Plano nacional debate futuro da pós-graduação e aponta desafios no Brasil
Apenas 0,2% dos brasileiros são mestres ou doutores, segundo dados discutidos pela Capes

Os rumos da pós-graduação no Brasil foram debatidos na primeira reunião da comissão responsável por acompanhar a implantação do VII Plano Nacional de Pós-Graduação (PNPG). O encontro, promovido pela Capes, destacou desafios importantes, como a baixa presença da população no ensino avançado: apenas 1% dos brasileiros com graduação está na pós stricto sensu e somente 0,2% possui título de mestre ou doutor.
O plano, válido para o período de 2025 a 2029, estabelece diretrizes para fortalecer o Sistema Nacional de Pós-Graduação, com foco em temas como equidade, inovação, internacionalização e integração com a educação básica. Também foi ressaltado o papel da Capes, responsável por grande parte das bolsas de mestrado e doutorado no país.

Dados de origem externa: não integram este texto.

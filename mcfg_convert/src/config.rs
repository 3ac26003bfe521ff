//! Converter configuration (`convert.toml`).
//!
//! ```toml
//! [shared]
//! log_level = "info"
//! service_name = "mcfg-convert"
//!
//! [convert]
//! profile = "bench"
//! verify_checksum = true
//! output_suffix = "_converted"
//! ```

use std::path::{Path, PathBuf};

use mcfg_common::config::{ConfigError, ConfigLoader, SharedConfig};
use mcfg_common::profile::ProfileId;
use serde::{Deserialize, Serialize};

#[derive(Debug, Clone, Default, Serialize, Deserialize)]
pub struct ConvertConfig {
    #[serde(default)]
    pub shared: SharedConfig,
    #[serde(default)]
    pub convert: ConvertSection,
}

#[derive(Debug, Clone, Serialize, Deserialize)]
pub struct ConvertSection {
    /// Target profile; the command line may override it.
    #[serde(default)]
    pub profile: Option<ProfileId>,

    /// Warn when the stored checksum does not match on load.
    #[serde(default = "default_verify_checksum")]
    pub verify_checksum: bool,

    /// Appended to the input file stem when no output path is given.
    #[serde(default = "default_output_suffix")]
    pub output_suffix: String,
}

fn default_verify_checksum() -> bool {
    true
}

fn default_output_suffix() -> String {
    "_converted".to_string()
}

impl Default for ConvertSection {
    fn default() -> Self {
        Self {
            profile: None,
            verify_checksum: default_verify_checksum(),
            output_suffix: default_output_suffix(),
        }
    }
}

impl ConvertConfig {
    /// Load and validate a configuration file.
    pub fn load_validated(path: &Path) -> Result<Self, ConfigError> {
        let config = Self::load(path)?;
        config.validate()?;
        Ok(config)
    }

    pub fn validate(&self) -> Result<(), ConfigError> {
        self.shared.validate()?;
        let suffix = &self.convert.output_suffix;
        if suffix.is_empty() {
            return Err(ConfigError::ValidationError(
                "output_suffix cannot be empty".to_string(),
            ));
        }
        if suffix.contains(['/', '\\']) {
            return Err(ConfigError::ValidationError(format!(
                "output_suffix {suffix:?} must not contain a path separator"
            )));
        }
        Ok(())
    }
}

impl ConvertSection {
    /// `<stem><suffix>.<ext>` next to `input`.
    pub fn output_path(&self, input: &Path) -> PathBuf {
        let stem = input
            .file_stem()
            .map(|s| s.to_string_lossy().into_owned())
            .unwrap_or_default();
        let name = match input.extension() {
            Some(ext) => format!("{stem}{}.{}", self.output_suffix, ext.to_string_lossy()),
            None => format!("{stem}{}", self.output_suffix),
        };
        input.with_file_name(name)
    }
}

#[cfg(test)]
mod tests {
    use super::*;
    use std::io::Write;
    use tempfile::NamedTempFile;

    #[test]
    fn defaults_apply_to_empty_file() {
        let mut file = NamedTempFile::new().unwrap();
        writeln!(file).unwrap();
        let config = ConvertConfig::load_validated(file.path()).unwrap();
        assert_eq!(config.convert.profile, None);
        assert!(config.convert.verify_checksum);
        assert_eq!(config.convert.output_suffix, "_converted");
        assert_eq!(config.shared.service_name, "mcfg-convert");
    }

    #[test]
    fn parses_convert_section() {
        let mut file = NamedTempFile::new().unwrap();
        write!(
            file,
            r#"[shared]
service_name = "bench-rig"
log_level = "debug"

[convert]
profile = "edge-pro-ti"
verify_checksum = false
output_suffix = "_bench"
"#
        )
        .unwrap();
        file.flush().unwrap();

        let config = ConvertConfig::load_validated(file.path()).unwrap();
        assert_eq!(config.convert.profile, Some(ProfileId::EdgeProTi));
        assert!(!config.convert.verify_checksum);
        assert_eq!(config.convert.output_suffix, "_bench");
    }

    #[test]
    fn rejects_bad_suffix() {
        let mut config = ConvertConfig::default();
        config.convert.output_suffix = String::new();
        assert!(matches!(config.validate(), Err(ConfigError::ValidationError(_))));
        config.convert.output_suffix = "../x".to_string();
        assert!(matches!(config.validate(), Err(ConfigError::ValidationError(_))));
    }

    #[test]
    fn unknown_profile_is_parse_error() {
        let mut file = NamedTempFile::new().unwrap();
        writeln!(file, "[convert]\nprofile = \"plasma\"").unwrap();
        assert!(matches!(
            ConvertConfig::load(file.path()),
            Err(ConfigError::ParseError { .. })
        ));
    }

    #[test]
    fn serialized_defaults_load_back() {
        let mut config = ConvertConfig::default();
        config.convert.profile = Some(ProfileId::DiagnosticBoards);
        let text = toml::to_string(&config).unwrap();
        assert!(text.contains("profile = \"diagnostic-boards\""), "{text}");

        let parsed: ConvertConfig = toml::from_str(&text).unwrap();
        assert_eq!(parsed.convert.profile, Some(ProfileId::DiagnosticBoards));
        assert_eq!(parsed.convert.output_suffix, "_converted");
    }

    #[test]
    fn output_path_keeps_extension() {
        let section = ConvertSection::default();
        assert_eq!(
            section.output_path(Path::new("/cfg/machine.ini")),
            PathBuf::from("/cfg/machine_converted.ini")
        );
        assert_eq!(
            section.output_path(Path::new("machine")),
            PathBuf::from("machine_converted")
        );
    }
}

Representando o Fórum Nacional de Pró-Reitores, a professora da UEL Silvia Meletti destacou a importância de planejamento contínuo e avaliação mais ampla dos programas, considerando impactos sociais e econômicos. Segundo ela, o novo plano é estratégico para tornar a pós-graduação mais inclusiva, equilibrada e alinhada às necessidades do país.